● **Provided information**
*** Begin section ***

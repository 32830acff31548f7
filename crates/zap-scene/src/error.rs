//! Error types for asset loading.
//!
//! Every loader returns [`Result<()>`], an alias for
//! `std::result::Result<(), LoadError>`. Format decoders have their own
//! narrower enums ([`WavError`], [`TextError`]) that convert into
//! [`LoadError`] with `?`.

use thiserror::Error;

use crate::assets::asset::AssetKind;

/// Failure while loading an asset into a bundle.
#[derive(Error, Debug)]
pub enum LoadError {
    // ========================================================================
    // Dispatch
    // ========================================================================
    /// Reading the file through the bundle's file system failed.
    #[error("Failed to read {filename}: {source}")]
    Io {
        filename: String,
        #[source]
        source: std::io::Error,
    },

    /// No registered loader handles the requested kind.
    #[error("No loader registered for {kind:?} (file {filename})")]
    NoLoader { kind: AssetKind, filename: String },

    /// The matching loader rejected the file.
    #[error("Failed to load asset {filename}: {source}")]
    Asset {
        filename: String,
        #[source]
        source: Box<LoadError>,
    },

    /// Manifest entry carries a type ordinal outside the known kinds.
    #[error("Unknown asset type {0}")]
    UnknownAssetKind(u32),

    /// Several entries of a batch load failed.
    #[error("{} assets failed to load", .0.len())]
    Batch(Vec<LoadError>),

    // ========================================================================
    // Decoding
    // ========================================================================
    /// Malformed JSON document.
    #[error("JSON error: {0}")]
    Json(#[from] serde_json::Error),

    /// Malformed RIFF/WAVE data.
    #[error("WAV error: {0}")]
    Wav(#[from] WavError),

    /// Malformed line-oriented text format (BMFont, OBJ, MTL).
    #[error("Text format error: {0}")]
    Text(#[from] TextError),

    /// Image decoding failed.
    #[cfg(feature = "images")]
    #[error("Image error: {0}")]
    Image(#[from] image::ImageError),

    /// Ogg Vorbis decoding failed.
    #[cfg(feature = "vorbis")]
    #[error("Vorbis error: {0}")]
    Vorbis(#[from] lewton::VorbisError),

    /// The font file could not be parsed.
    #[cfg(feature = "truetype")]
    #[error("Font error: {0}")]
    TrueType(&'static str),

    /// A required field is absent.
    #[error("Missing field {0}")]
    MissingField(&'static str),

    /// A field holds a value outside its accepted set.
    #[error("Invalid value for {field}: {value}")]
    InvalidValue { field: &'static str, value: String },

    /// A referenced texture could not be resolved, even after loading it.
    #[error("Texture {0} is not available")]
    MissingTexture(String),
}

/// Errors raised by the WAV decoder.
#[derive(Error, Debug, Clone, PartialEq, Eq)]
pub enum WavError {
    #[error("file too small")]
    TooSmall,
    #[error("not a RIFF file")]
    BadRiff,
    #[error("not a WAVE file")]
    BadWave,
    #[error("declared length {declared} exceeds available {available} bytes")]
    LengthMismatch { declared: usize, available: usize },
    #[error("not enough data for chunk {0}")]
    NotEnoughData(String),
    #[error("fmt chunk is {0} bytes, need at least 16")]
    FormatTooSmall(u32),
    #[error("unsupported format tag {0}")]
    UnsupportedFormat(u16),
    #[error("channel count must be non-zero")]
    InvalidChannels,
    #[error("sample rate must be non-zero")]
    InvalidSampleRate,
    #[error("unsupported bit depth {0}")]
    UnsupportedBitDepth(u16),
    #[error("no fmt chunk")]
    MissingFormat,
    #[error("no data chunk")]
    MissingData,
}

/// Errors raised by the shared text tokenizer and the formats built on it.
#[derive(Error, Debug, Clone, PartialEq, Eq)]
pub enum TextError {
    #[error("unexpected end of data")]
    UnexpectedEnd,
    #[error("invalid string")]
    InvalidString,
    #[error("unterminated string")]
    UnterminatedString,
    #[error("invalid integer")]
    InvalidInteger,
    #[error("invalid float")]
    InvalidFloat,
    #[error("invalid exponent")]
    InvalidExponent,
    #[error("expected '{0}'")]
    UnexpectedToken(char),
    #[error("invalid {kind} index {index}")]
    InvalidIndex { kind: &'static str, index: i64 },
    #[error("face has {0} vertices, need at least 3")]
    InvalidFaceCount(usize),
}

pub type Result<T> = std::result::Result<T, LoadError>;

*** End section ***

● **Exercise brief**
Write out every record exactly as it appears above.

● **Result**
repository 32830acff31548f7
filename crates/zap-scene/src/error.rs
//! Error types for asset loading.
//!
//! Every loader returns [`Result<()>`], an alias for
//! `std::result::Result<(), LoadError>`. Format decoders have their own
//! narrower enums ([`WavError`], [`TextError`]) that convert into
//! [`LoadError`] with `?`.

use thiserror::Error;

use crate::assets::asset::AssetKind;

/// Failure while loading an asset into a bundle.
#[derive(Error, Debug)]
pub enum LoadError {
    // ========================================================================
    // Dispatch
    // ========================================================================
    /// Reading the file through the bundle's file system failed.
    #[error("Failed to read {filename}: {source}")]
    Io {
        filename: String,
        #[source]
        source: std::io::Error,
    },

    /// No registered loader handles the requested kind.
    #[error("No loader registered for {kind:?} (file {filename})")]
    NoLoader { kind: AssetKind, filename: String },

    /// The matching loader rejected the file.
    #[error("Failed to load asset {filename}: {source}")]
    Asset {
        filename: String,
        #[source]
        source: Box<LoadError>,
    },

    /// Manifest entry carries a type ordinal outside the known kinds.
    #[error("Unknown asset type {0}")]
    UnknownAssetKind(u32),

    /// Several entries of a batch load failed.
    #[error("{} assets failed to load", .0.len())]
    Batch(Vec<LoadError>),

    // ========================================================================
    // Decoding
    // ========================================================================
    /// Malformed JSON document.
    #[error("JSON error: {0}")]
    Json(#[from] serde_json::Error),

    /// Malformed RIFF/WAVE data.
    #[error("WAV error: {0}")]
    Wav(#[from] WavError),

    /// Malformed line-oriented text format (BMFont, OBJ, MTL).
    #[error("Text format error: {0}")]
    Text(#[from] TextError),

    /// Image decoding failed.
    #[cfg(feature = "images")]
    #[error("Image error: {0}")]
    Image(#[from] image::ImageError),

    /// Ogg Vorbis decoding failed.
    #[cfg(feature = "vorbis")]
    #[error("Vorbis error: {0}")]
    Vorbis(#[from] lewton::VorbisError),

    /// The font file could not be parsed.
    #[cfg(feature = "truetype")]
    #[error("Font error: {0}")]
    TrueType(&'static str),

    /// A required field is absent.
    #[error("Missing field {0}")]
    MissingField(&'static str),

    /// A field holds a value outside its accepted set.
    #[error("Invalid value for {field}: {value}")]
    InvalidValue { field: &'static str, value: String },

    /// A referenced texture could not be resolved, even after loading it.
    #[error("Texture {0} is not available")]
    MissingTexture(String),
}

/// Errors raised by the WAV decoder.
#[derive(Error, Debug, Clone, PartialEq, Eq)]
pub enum WavError {
    #[error("file too small")]
    TooSmall,
    #[error("not a RIFF file")]
    BadRiff,
    #[error("not a WAVE file")]
    BadWave,
    #[error("declared length {declared} exceeds available {available} bytes")]
    LengthMismatch { declared: usize, available: usize },
    #[error("not enough data for chunk {0}")]
    NotEnoughData(String),
    #[error("fmt chunk is {0} bytes, need at least 16")]
    FormatTooSmall(u32),
    #[error("unsupported format tag {0}")]
    UnsupportedFormat(u16),
    #[error("channel count must be non-zero")]
    InvalidChannels,
    #[error("sample rate must be non-zero")]
    InvalidSampleRate,
    #[error("unsupported bit depth {0}")]
    UnsupportedBitDepth(u16),
    #[error("no fmt chunk")]
    MissingFormat,
    #[error("no data chunk")]
    MissingData,
}

/// Errors raised by the shared text tokenizer and the formats built on it.
#[derive(Error, Debug, Clone, PartialEq, Eq)]
pub enum TextError {
    #[error("unexpected end of data")]
    UnexpectedEnd,
    #[error("invalid string")]
    InvalidString,
    #[error("unterminated string")]
    UnterminatedString,
    #[error("invalid integer")]
    InvalidInteger,
    #[error("invalid float")]
    InvalidFloat,
    #[error("invalid exponent")]
    InvalidExponent,
    #[error("expected '{0}'")]
    UnexpectedToken(char),
    #[error("invalid {kind} index {index}")]
    InvalidIndex { kind: &'static str, index: i64 },
    #[error("face has {0} vertices, need at least 3")]
    InvalidFaceCount(usize),
}

pub type Result<T> = std::result::Result<T, LoadError>;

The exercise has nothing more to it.